Most people are interpreting all this as a tacit acknowledgement that Beijing is now prepared to engage in hostage diplomacy in order to get its own way. I suppose one should also acknowledge that the fraud charges against Meng, which involved a Huawei subsidiary accused of violating U.S. sanctions against Iran, were a little irregular. As Patrick Wintour puts it in the Guardian, “No one lost money, the allegations were several years old, and the intended victim, a global bank, knew the truth even as it was allegedly being lied to.”
Still, if we were relying on the Chinese media, we would be unaware of the fact that she has accepted responsibility for many of the U.S. prosecutor’s charges.

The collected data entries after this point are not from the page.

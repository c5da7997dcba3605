use chrono::Utc;
use futures_util::future::join_all;
use std::sync::Arc;
use std::time::{Duration, Instant};
use tracing::info;

use crate::config::GradingConfig;
use crate::dispatcher::{AnswerGrader, GradingDispatcher};
use crate::errors::GradingError;
use crate::llm_service::LLMService;
use crate::models::{Answer, Exam, ExamAttempt, GradingMetrics, GradingOutcome, Question};

// Import logging macros
use crate::{log_batch, log_grading, log_performance};

/// Result of one answer's trip through the pipeline before it is written back.
struct GradedAnswer {
    index: usize,
    outcome: GradingOutcome,
    /// False only for answers skipped because the student did not select the question
    processed: bool,
}

/// Grades a whole exam attempt in fixed-size batches.
///
/// Batches run strictly in index order with a pause in between; the answers of
/// one batch are graded concurrently, each in its own task. Every answer ends
/// up with a finite score in `[0, points]` whatever happens inside a grader.
#[derive(Clone)]
pub struct ChunkedGradingOrchestrator {
    grader: Arc<dyn AnswerGrader>,
    batch_size: usize,
    batch_pause: Duration,
}

impl ChunkedGradingOrchestrator {
    pub fn new(grader: Arc<dyn AnswerGrader>, config: &GradingConfig) -> Self {
        Self {
            grader,
            batch_size: config.batch_size.max(1),
            batch_pause: config.batch_pause(),
        }
    }

    /// Orchestrator backed by the standard type-based dispatcher.
    pub fn with_dispatcher(llm_service: LLMService, config: &GradingConfig) -> Self {
        Self::new(Arc::new(GradingDispatcher::new(llm_service, config)), config)
    }

    pub fn batch_size(&self) -> usize {
        self.batch_size
    }

    pub async fn grade_attempt(&self, attempt: &mut ExamAttempt, exam: &Exam) -> GradingMetrics {
        let started = Instant::now();
        let answer_count = attempt.answers.len();
        let total_batches = answer_count.div_ceil(self.batch_size);

        info!(
            attempt_id = %attempt.id,
            exam_id = %exam.id,
            answer_count,
            batch_size = self.batch_size,
            total_batches,
            "Grading exam attempt"
        );

        let mut processed_count = 0usize;
        let mut ai_graded_count = 0usize;

        for (batch_index, batch_start) in (0..answer_count).step_by(self.batch_size).enumerate() {
            if batch_index > 0 && !self.batch_pause.is_zero() {
                tokio::time::sleep(self.batch_pause).await;
            }

            let batch_started = Instant::now();
            let batch_end = (batch_start + self.batch_size).min(answer_count);
            log_batch!(
                start,
                batch = batch_index + 1,
                total_batches = total_batches,
                size = batch_end - batch_start
            );

            let tasks = (batch_start..batch_end).map(|index| {
                let answer = attempt.answers[index].clone();
                let question = exam.question(answer.question_id).cloned();
                Self::grade_one(Arc::clone(&self.grader), index, question, answer)
            });
            let results = join_all(tasks).await;

            for graded in results {
                let max_points = exam
                    .question(attempt.answers[graded.index].question_id)
                    .map(Question::max_points)
                    .unwrap_or(1.0);
                let mut outcome = graded.outcome;
                outcome.score = clamp_score(outcome.score, max_points);

                if graded.processed {
                    processed_count += 1;
                }
                if outcome.grading_method.is_ai_graded() {
                    ai_graded_count += 1;
                }

                log_grading!(
                    success,
                    answer_index = graded.index,
                    method = outcome.grading_method,
                    score = outcome.score
                );
                attempt.answers[graded.index].apply_outcome(outcome);
            }

            log_batch!(
                complete,
                batch = batch_index + 1,
                duration_ms = batch_started.elapsed().as_millis() as u64
            );
        }

        let total_score: f64 = attempt
            .answers
            .iter()
            .map(|answer| answer.score.unwrap_or(0.0))
            .sum();
        let max_possible_score: f64 = attempt
            .answers
            .iter()
            .map(|answer| {
                exam.question(answer.question_id)
                    .map(Question::max_points)
                    .unwrap_or(1.0)
            })
            .sum();
        let max_possible_score = if max_possible_score > 0.0 {
            max_possible_score
        } else {
            1.0
        };

        attempt.total_score = total_score;
        attempt.max_possible_score = max_possible_score;
        attempt.graded_at = Some(Utc::now());

        let total_time_ms = started.elapsed().as_millis() as u64;
        log_performance!("grade_attempt", duration_ms = total_time_ms, count = answer_count);
        info!(
            attempt_id = %attempt.id,
            total_score,
            max_possible_score,
            processed_count,
            ai_graded_count,
            "Exam attempt graded"
        );

        GradingMetrics {
            total_score,
            max_possible_score,
            processed_count,
            ai_graded_count,
            total_time_ms,
        }
    }

    async fn grade_one(
        grader: Arc<dyn AnswerGrader>,
        index: usize,
        question: Option<Question>,
        answer: Answer,
    ) -> GradedAnswer {
        if !answer.is_selected {
            return GradedAnswer {
                index,
                outcome: GradingOutcome::not_selected(),
                processed: false,
            };
        }

        let question = match question {
            Some(question) => question,
            None => {
                let error = GradingError::QuestionNotFound(answer.question_id);
                log_grading!(error, answer_index = index, error = error);
                return GradedAnswer {
                    index,
                    outcome: GradingOutcome::grading_error(),
                    processed: true,
                };
            }
        };

        if !answer.has_content() {
            return GradedAnswer {
                index,
                outcome: GradingOutcome::no_answer(question.model_answer().unwrap_or_default()),
                processed: true,
            };
        }

        log_grading!(start, answer_index = index, question_type = question.question_type);

        // A panic inside a grader surfaces as a JoinError instead of tearing down the batch
        let handle = tokio::spawn(async move { grader.grade(&question, &answer).await });
        let outcome = match handle.await {
            Ok(Ok(outcome)) => outcome,
            Ok(Err(e)) => {
                log_grading!(error, answer_index = index, error = e);
                GradingOutcome::grading_error()
            }
            Err(join_error) => {
                let error = GradingError::Internal(join_error.to_string());
                log_grading!(error, answer_index = index, error = error);
                GradingOutcome::grading_error()
            }
        };

        GradedAnswer {
            index,
            outcome,
            processed: true,
        }
    }
}

fn clamp_score(score: f64, max_points: f64) -> f64 {
    if score.is_finite() {
        score.clamp(0.0, max_points)
    } else {
        0.0
    }
}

Instead, the Chinese press bulges and drips with schmaltz, telling us of a teary-eyed exec returning to “the embrace of the great motherland” after more than a thousand days of unimaginable suffering. We would do well to recall that she was not in jail and lived in comfort, while the two Michaels were detained in solitary confinement. One wag writes on Twitter that if Meng undergoes the requisite 14 days in COVID quarantine upon her return, it will be her most onerous period of confinement since she was first put under house arrest more than three years ago.
The way things are going in China, another wag says, Meng might eventually come to regret leaving Canada.
When she finally arrives in China. Shenzhen airport is filled with patriotic citizens waving banners to celebrate the release of a billionaire’s daughter, and China’s social media is awash with maudlin drivel. In her speech at Shenzhen airport, Meng says: “If faith has a colour, it must be China red.” And if my repulsion had a colour, it would be vomit-yellow.
I read the responses of the hated foreign press, who all make it clear that we could all at any moment be locked up not for anything we have done, but because the state has no limits, no checks and balances, and no meaningful legal protections. We are all pawns. The arrests of Spavor and Kovrig were naked, cynical displays of power by an unaccountable ruling elite. If it can turn on them, it can turn on the rest of us too.
State media still insist that the case against the two Canadians was genuine. I used to think that China, at the very least, was still involved in the fact business, but this was an act of government-sponsored misinformation every bit as cynical as anything the reality-denying Putin regime has been involved in.